Problem:
Take the listing below and print exactly the lines starting at the line containing "600 // 10 minutes" and ending at the line containing "to read config", both ends included, and no others.

Records:
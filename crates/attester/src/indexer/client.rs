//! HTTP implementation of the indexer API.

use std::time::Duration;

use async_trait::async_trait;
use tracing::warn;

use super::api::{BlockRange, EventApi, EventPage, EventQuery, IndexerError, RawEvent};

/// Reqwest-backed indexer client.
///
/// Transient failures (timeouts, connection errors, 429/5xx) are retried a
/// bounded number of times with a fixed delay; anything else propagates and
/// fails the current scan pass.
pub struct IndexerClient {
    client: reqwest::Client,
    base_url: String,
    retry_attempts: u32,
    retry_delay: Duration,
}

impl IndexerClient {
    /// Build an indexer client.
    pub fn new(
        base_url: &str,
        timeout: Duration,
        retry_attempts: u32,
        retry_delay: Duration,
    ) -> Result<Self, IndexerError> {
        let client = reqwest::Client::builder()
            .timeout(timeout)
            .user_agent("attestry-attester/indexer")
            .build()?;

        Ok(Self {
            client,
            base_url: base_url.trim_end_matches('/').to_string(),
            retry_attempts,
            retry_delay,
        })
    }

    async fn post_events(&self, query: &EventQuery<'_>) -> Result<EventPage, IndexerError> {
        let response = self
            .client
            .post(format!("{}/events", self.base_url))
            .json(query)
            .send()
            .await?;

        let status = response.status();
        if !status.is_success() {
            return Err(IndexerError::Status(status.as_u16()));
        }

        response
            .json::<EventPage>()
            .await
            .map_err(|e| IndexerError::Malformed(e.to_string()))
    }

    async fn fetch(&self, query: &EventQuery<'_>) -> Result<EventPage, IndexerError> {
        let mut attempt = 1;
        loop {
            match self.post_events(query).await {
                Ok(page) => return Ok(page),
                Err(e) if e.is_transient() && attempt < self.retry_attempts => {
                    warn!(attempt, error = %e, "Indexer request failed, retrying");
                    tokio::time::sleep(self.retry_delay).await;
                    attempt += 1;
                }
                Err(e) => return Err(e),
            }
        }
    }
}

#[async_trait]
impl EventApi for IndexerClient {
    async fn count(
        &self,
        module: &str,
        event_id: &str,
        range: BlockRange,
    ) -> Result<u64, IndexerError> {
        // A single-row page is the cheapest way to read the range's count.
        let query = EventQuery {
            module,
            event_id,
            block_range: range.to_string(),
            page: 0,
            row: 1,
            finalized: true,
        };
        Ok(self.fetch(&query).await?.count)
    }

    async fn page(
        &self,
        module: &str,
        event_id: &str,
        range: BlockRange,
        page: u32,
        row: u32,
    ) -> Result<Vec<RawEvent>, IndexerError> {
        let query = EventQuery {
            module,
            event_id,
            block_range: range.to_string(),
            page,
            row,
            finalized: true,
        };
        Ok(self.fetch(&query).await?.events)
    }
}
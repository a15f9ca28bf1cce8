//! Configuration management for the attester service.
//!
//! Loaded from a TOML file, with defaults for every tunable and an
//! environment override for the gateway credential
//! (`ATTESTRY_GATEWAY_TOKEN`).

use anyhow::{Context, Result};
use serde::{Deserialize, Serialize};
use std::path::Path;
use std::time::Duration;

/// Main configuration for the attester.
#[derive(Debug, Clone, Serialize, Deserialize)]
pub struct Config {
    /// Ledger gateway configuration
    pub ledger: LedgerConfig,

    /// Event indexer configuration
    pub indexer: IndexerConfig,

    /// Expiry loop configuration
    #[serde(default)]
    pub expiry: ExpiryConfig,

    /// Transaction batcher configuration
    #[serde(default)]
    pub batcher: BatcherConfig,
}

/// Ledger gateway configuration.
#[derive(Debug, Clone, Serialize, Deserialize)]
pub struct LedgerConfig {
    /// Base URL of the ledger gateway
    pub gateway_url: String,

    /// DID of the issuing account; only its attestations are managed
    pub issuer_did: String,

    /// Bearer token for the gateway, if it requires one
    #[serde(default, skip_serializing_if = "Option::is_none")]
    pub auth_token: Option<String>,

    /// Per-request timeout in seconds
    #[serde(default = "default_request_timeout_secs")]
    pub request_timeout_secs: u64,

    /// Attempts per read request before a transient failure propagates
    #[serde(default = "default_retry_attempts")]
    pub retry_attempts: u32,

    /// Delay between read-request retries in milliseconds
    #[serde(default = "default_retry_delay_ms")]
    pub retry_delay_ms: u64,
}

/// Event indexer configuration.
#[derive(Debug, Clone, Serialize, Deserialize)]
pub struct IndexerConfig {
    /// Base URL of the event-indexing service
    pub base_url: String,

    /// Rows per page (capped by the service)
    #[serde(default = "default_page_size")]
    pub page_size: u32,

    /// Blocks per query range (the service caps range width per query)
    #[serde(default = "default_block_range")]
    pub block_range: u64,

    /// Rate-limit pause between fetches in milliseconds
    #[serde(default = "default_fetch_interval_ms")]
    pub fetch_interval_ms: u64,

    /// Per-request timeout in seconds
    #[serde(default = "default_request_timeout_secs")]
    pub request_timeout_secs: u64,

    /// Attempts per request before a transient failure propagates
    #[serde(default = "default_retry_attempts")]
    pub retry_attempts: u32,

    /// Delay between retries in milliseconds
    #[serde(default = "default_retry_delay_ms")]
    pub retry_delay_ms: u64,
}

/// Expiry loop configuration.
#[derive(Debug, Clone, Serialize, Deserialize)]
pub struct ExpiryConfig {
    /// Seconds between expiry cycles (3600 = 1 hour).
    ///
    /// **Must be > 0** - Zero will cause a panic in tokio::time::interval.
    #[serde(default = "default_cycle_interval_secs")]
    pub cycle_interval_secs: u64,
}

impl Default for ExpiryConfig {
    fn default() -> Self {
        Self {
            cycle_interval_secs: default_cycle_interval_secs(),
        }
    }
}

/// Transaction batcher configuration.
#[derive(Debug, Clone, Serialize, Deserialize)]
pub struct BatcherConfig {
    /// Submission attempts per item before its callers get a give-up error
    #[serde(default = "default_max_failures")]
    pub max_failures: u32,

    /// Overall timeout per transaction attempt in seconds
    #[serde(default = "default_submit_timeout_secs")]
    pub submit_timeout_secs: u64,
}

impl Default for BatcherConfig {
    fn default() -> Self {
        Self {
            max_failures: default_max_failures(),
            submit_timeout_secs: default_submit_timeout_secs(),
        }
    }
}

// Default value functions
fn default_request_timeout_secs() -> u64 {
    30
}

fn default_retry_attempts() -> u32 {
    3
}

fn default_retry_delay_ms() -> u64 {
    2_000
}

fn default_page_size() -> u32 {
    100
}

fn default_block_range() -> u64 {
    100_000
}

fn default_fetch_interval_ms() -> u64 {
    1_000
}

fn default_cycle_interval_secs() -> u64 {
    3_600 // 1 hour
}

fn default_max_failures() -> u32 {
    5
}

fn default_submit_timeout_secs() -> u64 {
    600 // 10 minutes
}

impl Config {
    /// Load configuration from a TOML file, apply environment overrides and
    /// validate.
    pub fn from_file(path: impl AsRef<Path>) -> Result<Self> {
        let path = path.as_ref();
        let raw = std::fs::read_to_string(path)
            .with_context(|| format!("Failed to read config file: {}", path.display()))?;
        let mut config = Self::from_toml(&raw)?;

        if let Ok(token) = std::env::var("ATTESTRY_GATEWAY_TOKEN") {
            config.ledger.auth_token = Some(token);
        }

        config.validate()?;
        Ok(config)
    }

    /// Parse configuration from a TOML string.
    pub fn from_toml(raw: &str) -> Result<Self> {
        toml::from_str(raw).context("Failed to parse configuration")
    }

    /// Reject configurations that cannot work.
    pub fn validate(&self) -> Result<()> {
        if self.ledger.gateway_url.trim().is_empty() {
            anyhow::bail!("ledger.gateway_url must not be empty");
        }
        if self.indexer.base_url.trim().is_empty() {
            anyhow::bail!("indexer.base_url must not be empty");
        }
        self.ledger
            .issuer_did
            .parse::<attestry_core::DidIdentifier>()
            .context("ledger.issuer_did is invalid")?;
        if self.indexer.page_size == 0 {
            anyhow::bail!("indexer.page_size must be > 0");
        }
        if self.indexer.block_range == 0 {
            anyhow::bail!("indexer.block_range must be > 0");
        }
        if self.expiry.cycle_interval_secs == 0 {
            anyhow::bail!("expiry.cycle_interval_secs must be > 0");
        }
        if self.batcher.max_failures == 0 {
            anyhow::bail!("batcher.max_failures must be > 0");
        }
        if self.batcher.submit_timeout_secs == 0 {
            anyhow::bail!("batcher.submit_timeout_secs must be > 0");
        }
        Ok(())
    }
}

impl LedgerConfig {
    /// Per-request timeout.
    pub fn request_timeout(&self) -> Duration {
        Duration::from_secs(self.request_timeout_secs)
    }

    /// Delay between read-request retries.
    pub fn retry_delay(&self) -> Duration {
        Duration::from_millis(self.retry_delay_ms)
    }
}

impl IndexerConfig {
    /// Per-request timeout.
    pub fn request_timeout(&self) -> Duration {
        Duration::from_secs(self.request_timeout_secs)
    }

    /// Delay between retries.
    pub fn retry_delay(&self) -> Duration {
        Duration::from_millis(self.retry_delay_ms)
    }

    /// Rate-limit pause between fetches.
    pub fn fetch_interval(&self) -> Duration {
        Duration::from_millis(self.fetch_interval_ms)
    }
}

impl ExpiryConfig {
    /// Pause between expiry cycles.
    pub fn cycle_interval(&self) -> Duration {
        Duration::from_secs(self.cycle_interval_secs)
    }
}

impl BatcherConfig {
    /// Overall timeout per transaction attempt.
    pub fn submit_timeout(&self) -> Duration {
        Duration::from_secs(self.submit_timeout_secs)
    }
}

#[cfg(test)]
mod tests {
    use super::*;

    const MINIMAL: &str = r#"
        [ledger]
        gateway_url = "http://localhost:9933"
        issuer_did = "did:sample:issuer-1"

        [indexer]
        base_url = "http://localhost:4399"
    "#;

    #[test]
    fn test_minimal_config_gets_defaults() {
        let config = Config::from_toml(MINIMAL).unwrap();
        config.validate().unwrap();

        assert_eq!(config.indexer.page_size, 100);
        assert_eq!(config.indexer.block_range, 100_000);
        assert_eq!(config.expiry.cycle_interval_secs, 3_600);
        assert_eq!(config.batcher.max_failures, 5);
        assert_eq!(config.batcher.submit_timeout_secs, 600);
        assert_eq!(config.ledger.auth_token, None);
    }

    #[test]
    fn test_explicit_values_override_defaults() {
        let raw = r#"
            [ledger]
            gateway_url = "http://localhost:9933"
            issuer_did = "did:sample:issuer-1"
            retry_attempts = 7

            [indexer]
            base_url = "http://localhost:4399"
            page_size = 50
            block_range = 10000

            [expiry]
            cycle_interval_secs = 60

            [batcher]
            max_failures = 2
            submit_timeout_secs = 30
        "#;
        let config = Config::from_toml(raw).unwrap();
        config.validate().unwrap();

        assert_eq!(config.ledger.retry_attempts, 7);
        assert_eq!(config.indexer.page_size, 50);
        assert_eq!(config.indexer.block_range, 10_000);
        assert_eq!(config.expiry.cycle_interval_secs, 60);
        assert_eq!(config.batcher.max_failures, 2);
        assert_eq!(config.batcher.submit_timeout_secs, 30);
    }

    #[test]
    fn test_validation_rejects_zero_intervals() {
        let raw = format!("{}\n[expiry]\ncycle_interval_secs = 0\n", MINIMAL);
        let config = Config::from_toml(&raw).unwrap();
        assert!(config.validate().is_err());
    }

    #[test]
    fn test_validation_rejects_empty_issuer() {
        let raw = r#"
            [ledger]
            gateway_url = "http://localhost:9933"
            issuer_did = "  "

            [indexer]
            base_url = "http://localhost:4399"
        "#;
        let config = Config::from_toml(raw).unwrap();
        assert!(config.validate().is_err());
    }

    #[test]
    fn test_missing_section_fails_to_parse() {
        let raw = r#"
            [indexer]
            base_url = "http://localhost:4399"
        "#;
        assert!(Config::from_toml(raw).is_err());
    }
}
--
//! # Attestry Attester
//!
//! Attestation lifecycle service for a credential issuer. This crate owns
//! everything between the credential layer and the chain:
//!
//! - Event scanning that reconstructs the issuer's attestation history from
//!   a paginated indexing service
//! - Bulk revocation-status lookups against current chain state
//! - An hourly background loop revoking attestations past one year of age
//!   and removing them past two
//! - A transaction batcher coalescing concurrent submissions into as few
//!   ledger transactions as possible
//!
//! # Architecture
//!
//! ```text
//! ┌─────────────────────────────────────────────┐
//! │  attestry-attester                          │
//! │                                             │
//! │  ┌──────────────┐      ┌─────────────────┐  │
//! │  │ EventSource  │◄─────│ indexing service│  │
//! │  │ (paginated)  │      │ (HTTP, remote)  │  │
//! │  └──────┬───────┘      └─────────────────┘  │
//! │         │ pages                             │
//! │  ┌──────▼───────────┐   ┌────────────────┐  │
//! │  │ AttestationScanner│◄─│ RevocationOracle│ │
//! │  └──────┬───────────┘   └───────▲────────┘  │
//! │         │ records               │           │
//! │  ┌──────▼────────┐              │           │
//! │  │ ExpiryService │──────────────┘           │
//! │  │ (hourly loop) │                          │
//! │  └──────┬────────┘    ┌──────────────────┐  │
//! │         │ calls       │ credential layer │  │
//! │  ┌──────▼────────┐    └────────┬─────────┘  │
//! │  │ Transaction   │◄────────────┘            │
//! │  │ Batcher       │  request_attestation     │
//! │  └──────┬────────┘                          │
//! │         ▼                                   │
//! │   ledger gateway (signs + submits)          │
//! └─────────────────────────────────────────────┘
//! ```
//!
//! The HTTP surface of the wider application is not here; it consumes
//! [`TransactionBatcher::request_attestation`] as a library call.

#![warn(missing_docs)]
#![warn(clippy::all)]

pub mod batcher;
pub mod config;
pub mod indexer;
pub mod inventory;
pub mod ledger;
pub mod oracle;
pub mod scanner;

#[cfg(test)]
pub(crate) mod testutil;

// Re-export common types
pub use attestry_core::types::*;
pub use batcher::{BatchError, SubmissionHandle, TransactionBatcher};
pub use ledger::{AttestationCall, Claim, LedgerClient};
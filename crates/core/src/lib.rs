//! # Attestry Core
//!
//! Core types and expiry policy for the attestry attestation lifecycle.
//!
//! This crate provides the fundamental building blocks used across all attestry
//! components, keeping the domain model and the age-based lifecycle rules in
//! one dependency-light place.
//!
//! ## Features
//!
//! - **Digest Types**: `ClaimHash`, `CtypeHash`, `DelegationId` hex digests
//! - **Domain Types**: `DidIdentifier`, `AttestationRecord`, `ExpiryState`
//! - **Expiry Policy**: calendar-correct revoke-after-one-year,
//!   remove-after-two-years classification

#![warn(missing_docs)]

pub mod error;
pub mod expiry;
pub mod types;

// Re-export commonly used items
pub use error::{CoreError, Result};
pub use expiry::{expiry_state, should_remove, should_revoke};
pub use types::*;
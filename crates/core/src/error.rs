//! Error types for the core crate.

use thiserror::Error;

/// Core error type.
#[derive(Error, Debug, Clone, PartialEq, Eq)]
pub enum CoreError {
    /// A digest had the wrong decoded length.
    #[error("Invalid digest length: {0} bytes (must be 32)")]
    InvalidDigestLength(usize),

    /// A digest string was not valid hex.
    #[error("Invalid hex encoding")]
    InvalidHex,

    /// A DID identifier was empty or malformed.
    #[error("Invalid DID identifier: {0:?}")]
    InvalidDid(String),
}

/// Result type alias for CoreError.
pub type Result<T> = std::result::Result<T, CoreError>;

Response below:
    600 // 10 minutes
}

impl Config {
    /// Load configuration from a TOML file, apply environment overrides and
    /// validate.
    pub fn from_file(path: impl AsRef<Path>) -> Result<Self> {
        let path = path.as_ref();
        let raw = std::fs::read_to_string(path)
            .with_context(|| format!("Failed to read config file: {}", path.display()))?;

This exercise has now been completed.